### Records for the task
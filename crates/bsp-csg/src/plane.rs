//! Plane representation and the polygon splitting step of the BSP kernel.

use nalgebra::{Point3, Vector3};

use crate::vertex::normalize_or_zero;
use crate::Polygon;

/// Default epsilon for plane classification.
/// Points within this distance of the plane are considered "on" the plane.
pub const PLANE_EPSILON: f64 = 1e-5;

/// Which side of a plane a point lies on.
///
/// The discriminants are bit flags: OR-ing the sides of every vertex of a
/// polygon yields its [`Classification`].
#[derive(Debug, Clone, Copy, PartialEq, Eq)]
#[repr(u8)]
pub enum PointSide {
    /// Point lies on the plane (within epsilon tolerance)
    Coplanar = 0,
    /// Point is in front of the plane (positive side of normal)
    Front = 1,
    /// Point is behind the plane (negative side of normal)
    Back = 2,
}

/// Classification of a whole polygon relative to a plane.
#[derive(Debug, Clone, Copy, PartialEq, Eq)]
#[repr(u8)]
pub enum Classification {
    /// All vertices are on the plane
    Coplanar = 0,
    /// No vertex is behind the plane, at least one is in front
    Front = 1,
    /// No vertex is in front of the plane, at least one is behind
    Back = 2,
    /// Vertices are on both sides
    Spanning = 3,
}

impl Classification {
    fn from_bits(bits: u8) -> Self {
        match bits & 3 {
            0 => Classification::Coplanar,
            1 => Classification::Front,
            2 => Classification::Back,
            _ => Classification::Spanning,
        }
    }
}

/// Where a polygon ends up after being split by a plane.
#[derive(Debug, Clone, PartialEq)]
pub enum Split {
    /// On the plane, facing the same way as the plane.
    CoplanarFront(Polygon),
    /// On the plane, facing away from the plane.
    CoplanarBack(Polygon),
    /// Entirely in front.
    Front(Polygon),
    /// Entirely behind.
    Back(Polygon),
    /// Straddles the plane. Either piece is `None` when it collapsed below
    /// three vertices.
    Spanning {
        front: Option<Polygon>,
        back: Option<Polygon>,
    },
}

/// A plane in 3D space, represented as `normal · point = w`.
#[derive(Debug, Clone, Copy, PartialEq)]
pub struct Plane {
    normal: Vector3<f64>,
    w: f64,
}

impl Plane {
    /// Creates a plane from a normal vector and offset.
    ///
    /// The normal is normalized and the offset scaled to match. A zero normal
    /// is kept as is and describes a degenerate plane.
    pub fn new(normal: Vector3<f64>, w: f64) -> Self {
        let norm = normal.norm();
        if norm > 0.0 {
            Self {
                normal: normal / norm,
                w: w / norm,
            }
        } else {
            Self {
                normal: Vector3::zeros(),
                w: 0.0,
            }
        }
    }

    /// Creates the plane through three points.
    ///
    /// The normal is `(c - b) × (a - b)`, which follows the counter-clockwise
    /// winding `a -> b -> c`. Collinear points give a zero normal.
    pub fn from_points(a: &Point3<f64>, b: &Point3<f64>, c: &Point3<f64>) -> Self {
        let normal = normalize_or_zero((c - b).cross(&(a - b)));
        Self {
            normal,
            w: normal.dot(&a.coords),
        }
    }

    /// Returns the unit normal (zero for a degenerate plane).
    #[inline]
    pub fn normal(&self) -> Vector3<f64> {
        self.normal
    }

    /// Returns the signed distance from the origin to the plane along the normal.
    #[inline]
    pub fn w(&self) -> f64 {
        self.w
    }

    /// Returns `true` if the normal has no direction.
    #[inline]
    pub fn is_degenerate(&self) -> bool {
        self.normal == Vector3::zeros()
    }

    /// Computes the signed distance from a point to the plane.
    #[inline]
    pub fn signed_distance(&self, point: &Point3<f64>) -> f64 {
        self.normal.dot(&point.coords) - self.w
    }

    /// Classifies which side of the plane a point lies on, using [`PLANE_EPSILON`].
    #[inline]
    pub fn classify_point(&self, point: &Point3<f64>) -> PointSide {
        let t = self.signed_distance(point);
        if t < -PLANE_EPSILON {
            PointSide::Back
        } else if t > PLANE_EPSILON {
            PointSide::Front
        } else {
            PointSide::Coplanar
        }
    }

    /// Classifies a polygon as the union of the sides of its vertices.
    pub fn classify(&self, polygon: &Polygon) -> Classification {
        let bits = polygon
            .vertices()
            .iter()
            .fold(0u8, |acc, v| acc | self.classify_point(&v.position) as u8);
        Classification::from_bits(bits)
    }

    /// Flips the plane in place.
    #[inline]
    pub fn flip(&mut self) {
        self.normal = -self.normal;
        self.w = -self.w;
    }

    /// Returns a new plane with the normal flipped (facing the opposite direction).
    #[inline]
    pub fn flipped(&self) -> Self {
        Self {
            normal: -self.normal,
            w: -self.w,
        }
    }

    /// Splits `polygon` by this plane.
    ///
    /// Coplanar polygons are told apart by the direction of their own normal.
    /// Spanning polygons are cut along every edge that crosses the plane;
    /// both pieces keep the original winding.
    pub fn split_polygon(&self, polygon: Polygon) -> Split {
        let sides: Vec<PointSide> = polygon
            .vertices()
            .iter()
            .map(|v| self.classify_point(&v.position))
            .collect();
        let bits = sides.iter().fold(0u8, |acc, side| acc | *side as u8);

        match Classification::from_bits(bits) {
            Classification::Coplanar => {
                if self.normal.dot(&polygon.plane().normal()) > 0.0 {
                    Split::CoplanarFront(polygon)
                } else {
                    Split::CoplanarBack(polygon)
                }
            }
            Classification::Front => Split::Front(polygon),
            Classification::Back => Split::Back(polygon),
            Classification::Spanning => self.split_spanning(&polygon, &sides),
        }
    }

    fn split_spanning(&self, polygon: &Polygon, sides: &[PointSide]) -> Split {
        let vertices = polygon.vertices();
        let count = vertices.len();
        let mut front = Vec::with_capacity(count + 1);
        let mut back = Vec::with_capacity(count + 1);

        for i in 0..count {
            let j = (i + 1) % count;
            let (ti, tj) = (sides[i], sides[j]);
            let (vi, vj) = (&vertices[i], &vertices[j]);

            if ti != PointSide::Back {
                front.push(*vi);
            }
            if ti != PointSide::Front {
                back.push(*vi);
            }

            if (ti as u8 | tj as u8) == Classification::Spanning as u8 {
                let t = (self.w - self.normal.dot(&vi.position.coords))
                    / self.normal.dot(&(vj.position - vi.position));
                let v = vi.interpolate(vj, t);
                front.push(v);
                back.push(v);
            }
        }

        Split::Spanning {
            front: Polygon::new(front),
            back: Polygon::new(back),
        }
    }
}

### Task directions
What do the lines above say from the one containing "plane in place." down to the one containing "let mut back"? Return them exactly, both end lines included, and only them.

### Result of this task
    /// Flips the plane in place.
    #[inline]
    pub fn flip(&mut self) {
        self.normal = -self.normal;
        self.w = -self.w;
    }

    /// Returns a new plane with the normal flipped (facing the opposite direction).
    #[inline]
    pub fn flipped(&self) -> Self {
        Self {
            normal: -self.normal,
            w: -self.w,
        }
    }

    /// Splits `polygon` by this plane.
    ///
    /// Coplanar polygons are told apart by the direction of their own normal.
    /// Spanning polygons are cut along every edge that crosses the plane;
    /// both pieces keep the original winding.
    pub fn split_polygon(&self, polygon: Polygon) -> Split {
        let sides: Vec<PointSide> = polygon
            .vertices()
            .iter()
            .map(|v| self.classify_point(&v.position))
            .collect();
        let bits = sides.iter().fold(0u8, |acc, side| acc | *side as u8);

        match Classification::from_bits(bits) {
            Classification::Coplanar => {
                if self.normal.dot(&polygon.plane().normal()) > 0.0 {
                    Split::CoplanarFront(polygon)
                } else {
                    Split::CoplanarBack(polygon)
                }
            }
            Classification::Front => Split::Front(polygon),
            Classification::Back => Split::Back(polygon),
            Classification::Spanning => self.split_spanning(&polygon, &sides),
        }
    }

    fn split_spanning(&self, polygon: &Polygon, sides: &[PointSide]) -> Split {
        let vertices = polygon.vertices();
        let count = vertices.len();
        let mut front = Vec::with_capacity(count + 1);
        let mut back = Vec::with_capacity(count + 1);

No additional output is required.